* [What you need to do]: Transcribe the records below exactly.

##### Exercise material #####

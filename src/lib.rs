//! BCULT site behavior layer
//!
//! The interactive parts of the BCULT marketing site expressed as a typed
//! library: the project gallery with search and category filtering, the
//! project detail modal, the contact form with local draft persistence and a
//! simulated submission, and the light/dark theme preference.
//!
//! # Features
//!
//! - **Capability based**: components receive handles to page regions
//!   (`dom::Capabilities`) instead of querying a document, and any region may
//!   be missing without failing the page
//! - **Deterministic time**: every delay runs on a virtual timer queue, so the
//!   whole submission flow can be driven synchronously in tests
//! - **HTML pages** (feature `html`, default): load a static page's regions,
//!   form fields and injected dataset with `scraper`
//!
//! # Example
//!
//! ```
//! use bcult_site::dom::{MemoryPage, PageLayout};
//! use bcult_site::storage::MemoryStore;
//! use bcult_site::{Site, SiteConfig, UiEvent};
//!
//! let page = MemoryPage::new(PageLayout::projects());
//! let mut site = Site::new(
//!     SiteConfig::default(),
//!     page.capabilities(),
//!     Box::new(MemoryStore::new()),
//!     None,
//! );
//!
//! page.select_category("street");
//! site.dispatch(UiEvent::CategoryChanged);
//! assert_eq!(page.snapshot().card_titles(), vec!["Urban Tech"]);
//! ```

use serde::Deserialize;
use std::path::Path;
use std::time::Duration;

pub mod error;
pub use error::{Error, Result};

pub mod dom;
pub mod draft;
pub mod filter;
pub mod form;
pub mod gallery;
pub mod modal;
pub mod record;
pub mod site;
pub mod storage;
pub mod theme;
pub mod timer;

// Worker-thread handle that runs a site against real time
pub mod async_api;
pub use async_api::{SiteHandle, SiteSnapshot};

pub use draft::{DraftRecord, DraftStore};
pub use filter::{filter, CategoryFilter, FilterCriteria};
pub use form::submission::{SimulatedTransport, SubmissionPhase, SubmissionTransport};
pub use modal::ModalState;
pub use record::{ProjectRecord, RecordStore};
pub use site::{Site, UiEvent};
pub use theme::{Theme, ThemeState};

/// Configuration for the behavior layer
///
/// The defaults reproduce the live site: storage keys under `bcult-`, a
/// featured grid of three, 1.5 s of simulated transmission latency and the
/// site's status messages.
///
/// # Examples
///
/// ```
/// let cfg = bcult_site::SiteConfig::default();
/// assert_eq!(cfg.storage_prefix, "bcult");
/// assert_eq!(cfg.featured_limit, 3);
/// ```
#[derive(Debug, Clone, PartialEq, Deserialize)]
#[serde(default)]
pub struct SiteConfig {
    /// Prefix for every durable storage key
    pub storage_prefix: String,
    /// Cards shown by a featured (home page) gallery
    pub featured_limit: usize,
    /// Simulated transmission latency in milliseconds
    pub submit_latency_ms: u64,
    /// How long the "sent" state is held before the form is restored
    pub success_hold_ms: u64,
    /// How long draft save/clear messages stay visible
    pub status_clear_ms: u64,
    /// Button labels and status messages
    pub labels: FormLabels,
}

impl Default for SiteConfig {
    fn default() -> Self {
        Self {
            storage_prefix: "bcult".to_string(),
            featured_limit: 3,
            submit_latency_ms: 1500,
            success_hold_ms: 3000,
            status_clear_ms: 2000,
            labels: FormLabels::default(),
        }
    }
}

impl SiteConfig {
    /// Load a JSON config file; missing keys keep their defaults.
    pub fn from_json_file(path: impl AsRef<Path>) -> Result<Self> {
        let path = path.as_ref();
        let text = std::fs::read_to_string(path)
            .map_err(|e| Error::ConfigError(format!("cannot read {}: {}", path.display(), e)))?;
        let cfg: SiteConfig = serde_json::from_str(&text)
            .map_err(|e| Error::ConfigError(format!("{}: {}", path.display(), e)))?;
        cfg.validate()?;
        Ok(cfg)
    }

    pub fn validate(&self) -> Result<()> {
        if self.storage_prefix.trim().is_empty() {
            return Err(Error::ConfigError("storage_prefix must not be empty".into()));
        }
        if self.featured_limit == 0 {
            return Err(Error::ConfigError("featured_limit must be at least 1".into()));
        }
        if self.labels.in_flight.trim().is_empty() {
            return Err(Error::ConfigError("labels.in_flight must not be empty".into()));
        }
        Ok(())
    }

    pub fn submit_latency(&self) -> Duration {
        Duration::from_millis(self.submit_latency_ms)
    }

    pub fn success_hold(&self) -> Duration {
        Duration::from_millis(self.success_hold_ms)
    }

    pub fn status_clear(&self) -> Duration {
        Duration::from_millis(self.status_clear_ms)
    }
}

/// User-visible strings of the contact form
#[derive(Debug, Clone, PartialEq, Deserialize)]
#[serde(default)]
pub struct FormLabels {
    /// Submit button label while transmitting
    pub in_flight: String,
    /// Submit button label once transmitted
    pub sent: String,
    pub success_message: String,
    pub failure_message: String,
    pub draft_saved: String,
    pub draft_cleared: String,
}

impl Default for FormLabels {
    fn default() -> Self {
        Self {
            in_flight: "TRANSMITTING...".to_string(),
            sent: "SENT".to_string(),
            success_message: "Data transmitted successfully. We will be in touch.".to_string(),
            failure_message: "Transmission failed. Your draft is still saved.".to_string(),
            draft_saved: "Draft Saved to Memory.".to_string(),
            draft_cleared: "Memory Wiped.".to_string(),
        }
    }
}

#[cfg(test)]
mod tests {
    use super::*;

    #[test]
    fn test_default_config() {
        let config = SiteConfig::default();
        assert_eq!(config.submit_latency(), Duration::from_millis(1500));
        assert_eq!(config.success_hold(), Duration::from_millis(3000));
        assert_eq!(config.labels.in_flight, "TRANSMITTING...");
        assert!(config.validate().is_ok());
    }

    #[test]
    fn test_partial_json_keeps_defaults() {
        let cfg: SiteConfig =
            serde_json::from_str(r#"{"submit_latency_ms": 10, "labels": {"sent": "OK"}}"#).unwrap();
        assert_eq!(cfg.submit_latency_ms, 10);
        assert_eq!(cfg.labels.sent, "OK");
        assert_eq!(cfg.labels.in_flight, "TRANSMITTING...");
        assert_eq!(cfg.storage_prefix, "bcult");
    }

    #[test]
    fn test_invalid_config() {
        let cfg = SiteConfig { storage_prefix: " ".into(), ..Default::default() };
        assert!(matches!(cfg.validate(), Err(Error::ConfigError(_))));
        let cfg = SiteConfig { featured_limit: 0, ..Default::default() };
        assert!(cfg.validate().is_err());
    }

    #[test]
    fn test_config_file() {
        let dir = tempfile::tempdir().unwrap();
        let path = dir.path().join("site.json");
        std::fs::write(&path, r#"{"storage_prefix": "demo"}"#).unwrap();
        assert_eq!(SiteConfig::from_json_file(&path).unwrap().storage_prefix, "demo");
        std::fs::write(&path, r#"{"storage_prefix": ""}"#).unwrap();
        assert!(SiteConfig::from_json_file(&path).is_err());
    }
}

#####

* [Exercise solution]:
filename src/lib.rs
//! BCULT site behavior layer
//!
//! The interactive parts of the BCULT marketing site expressed as a typed
//! library: the project gallery with search and category filtering, the
//! project detail modal, the contact form with local draft persistence and a
//! simulated submission, and the light/dark theme preference.
//!
//! # Features
//!
//! - **Capability based**: components receive handles to page regions
//!   (`dom::Capabilities`) instead of querying a document, and any region may
//!   be missing without failing the page
//! - **Deterministic time**: every delay runs on a virtual timer queue, so the
//!   whole submission flow can be driven synchronously in tests
//! - **HTML pages** (feature `html`, default): load a static page's regions,
//!   form fields and injected dataset with `scraper`
//!
//! # Example
//!
//! ```
//! use bcult_site::dom::{MemoryPage, PageLayout};
//! use bcult_site::storage::MemoryStore;
//! use bcult_site::{Site, SiteConfig, UiEvent};
//!
//! let page = MemoryPage::new(PageLayout::projects());
//! let mut site = Site::new(
//!     SiteConfig::default(),
//!     page.capabilities(),
//!     Box::new(MemoryStore::new()),
//!     None,
//! );
//!
//! page.select_category("street");
//! site.dispatch(UiEvent::CategoryChanged);
//! assert_eq!(page.snapshot().card_titles(), vec!["Urban Tech"]);
//! ```

use serde::Deserialize;
use std::path::Path;
use std::time::Duration;

pub mod error;
pub use error::{Error, Result};

pub mod dom;
pub mod draft;
pub mod filter;
pub mod form;
pub mod gallery;
pub mod modal;
pub mod record;
pub mod site;
pub mod storage;
pub mod theme;
pub mod timer;

// Worker-thread handle that runs a site against real time
pub mod async_api;
pub use async_api::{SiteHandle, SiteSnapshot};

pub use draft::{DraftRecord, DraftStore};
pub use filter::{filter, CategoryFilter, FilterCriteria};
pub use form::submission::{SimulatedTransport, SubmissionPhase, SubmissionTransport};
pub use modal::ModalState;
pub use record::{ProjectRecord, RecordStore};
pub use site::{Site, UiEvent};
pub use theme::{Theme, ThemeState};

/// Configuration for the behavior layer
///
/// The defaults reproduce the live site: storage keys under `bcult-`, a
/// featured grid of three, 1.5 s of simulated transmission latency and the
/// site's status messages.
///
/// # Examples
///
/// ```
/// let cfg = bcult_site::SiteConfig::default();
/// assert_eq!(cfg.storage_prefix, "bcult");
/// assert_eq!(cfg.featured_limit, 3);
/// ```
#[derive(Debug, Clone, PartialEq, Deserialize)]
#[serde(default)]
pub struct SiteConfig {
    /// Prefix for every durable storage key
    pub storage_prefix: String,
    /// Cards shown by a featured (home page) gallery
    pub featured_limit: usize,
    /// Simulated transmission latency in milliseconds
    pub submit_latency_ms: u64,
    /// How long the "sent" state is held before the form is restored
    pub success_hold_ms: u64,
    /// How long draft save/clear messages stay visible
    pub status_clear_ms: u64,
    /// Button labels and status messages
    pub labels: FormLabels,
}

impl Default for SiteConfig {
    fn default() -> Self {
        Self {
            storage_prefix: "bcult".to_string(),
            featured_limit: 3,
            submit_latency_ms: 1500,
            success_hold_ms: 3000,
            status_clear_ms: 2000,
            labels: FormLabels::default(),
        }
    }
}

impl SiteConfig {
    /// Load a JSON config file; missing keys keep their defaults.
    pub fn from_json_file(path: impl AsRef<Path>) -> Result<Self> {
        let path = path.as_ref();
        let text = std::fs::read_to_string(path)
            .map_err(|e| Error::ConfigError(format!("cannot read {}: {}", path.display(), e)))?;
        let cfg: SiteConfig = serde_json::from_str(&text)
            .map_err(|e| Error::ConfigError(format!("{}: {}", path.display(), e)))?;
        cfg.validate()?;
        Ok(cfg)
    }

    pub fn validate(&self) -> Result<()> {
        if self.storage_prefix.trim().is_empty() {
            return Err(Error::ConfigError("storage_prefix must not be empty".into()));
        }
        if self.featured_limit == 0 {
            return Err(Error::ConfigError("featured_limit must be at least 1".into()));
        }
        if self.labels.in_flight.trim().is_empty() {
            return Err(Error::ConfigError("labels.in_flight must not be empty".into()));
        }
        Ok(())
    }

    pub fn submit_latency(&self) -> Duration {
        Duration::from_millis(self.submit_latency_ms)
    }

    pub fn success_hold(&self) -> Duration {
        Duration::from_millis(self.success_hold_ms)
    }

    pub fn status_clear(&self) -> Duration {
        Duration::from_millis(self.status_clear_ms)
    }
}

/// User-visible strings of the contact form
#[derive(Debug, Clone, PartialEq, Deserialize)]
#[serde(default)]
pub struct FormLabels {
    /// Submit button label while transmitting
    pub in_flight: String,
    /// Submit button label once transmitted
    pub sent: String,
    pub success_message: String,
    pub failure_message: String,
    pub draft_saved: String,
    pub draft_cleared: String,
}

impl Default for FormLabels {
    fn default() -> Self {
        Self {
            in_flight: "TRANSMITTING...".to_string(),
            sent: "SENT".to_string(),
            success_message: "Data transmitted successfully. We will be in touch.".to_string(),
            failure_message: "Transmission failed. Your draft is still saved.".to_string(),
            draft_saved: "Draft Saved to Memory.".to_string(),
            draft_cleared: "Memory Wiped.".to_string(),
        }
    }
}

#[cfg(test)]
mod tests {
    use super::*;

    #[test]
    fn test_default_config() {
        let config = SiteConfig::default();
        assert_eq!(config.submit_latency(), Duration::from_millis(1500));
        assert_eq!(config.success_hold(), Duration::from_millis(3000));
        assert_eq!(config.labels.in_flight, "TRANSMITTING...");
        assert!(config.validate().is_ok());
    }

    #[test]
    fn test_partial_json_keeps_defaults() {
        let cfg: SiteConfig =
            serde_json::from_str(r#"{"submit_latency_ms": 10, "labels": {"sent": "OK"}}"#).unwrap();
        assert_eq!(cfg.submit_latency_ms, 10);
        assert_eq!(cfg.labels.sent, "OK");
        assert_eq!(cfg.labels.in_flight, "TRANSMITTING...");
        assert_eq!(cfg.storage_prefix, "bcult");
    }

    #[test]
    fn test_invalid_config() {
        let cfg = SiteConfig { storage_prefix: " ".into(), ..Default::default() };
        assert!(matches!(cfg.validate(), Err(Error::ConfigError(_))));
        let cfg = SiteConfig { featured_limit: 0, ..Default::default() };
        assert!(cfg.validate().is_err());
    }

    #[test]
    fn test_config_file() {
        let dir = tempfile::tempdir().unwrap();
        let path = dir.path().join("site.json");
        std::fs::write(&path, r#"{"storage_prefix": "demo"}"#).unwrap();
        assert_eq!(SiteConfig::from_json_file(&path).unwrap().storage_prefix, "demo");
        std::fs::write(&path, r#"{"storage_prefix": ""}"#).unwrap();
        assert!(SiteConfig::from_json_file(&path).is_err());
    }
}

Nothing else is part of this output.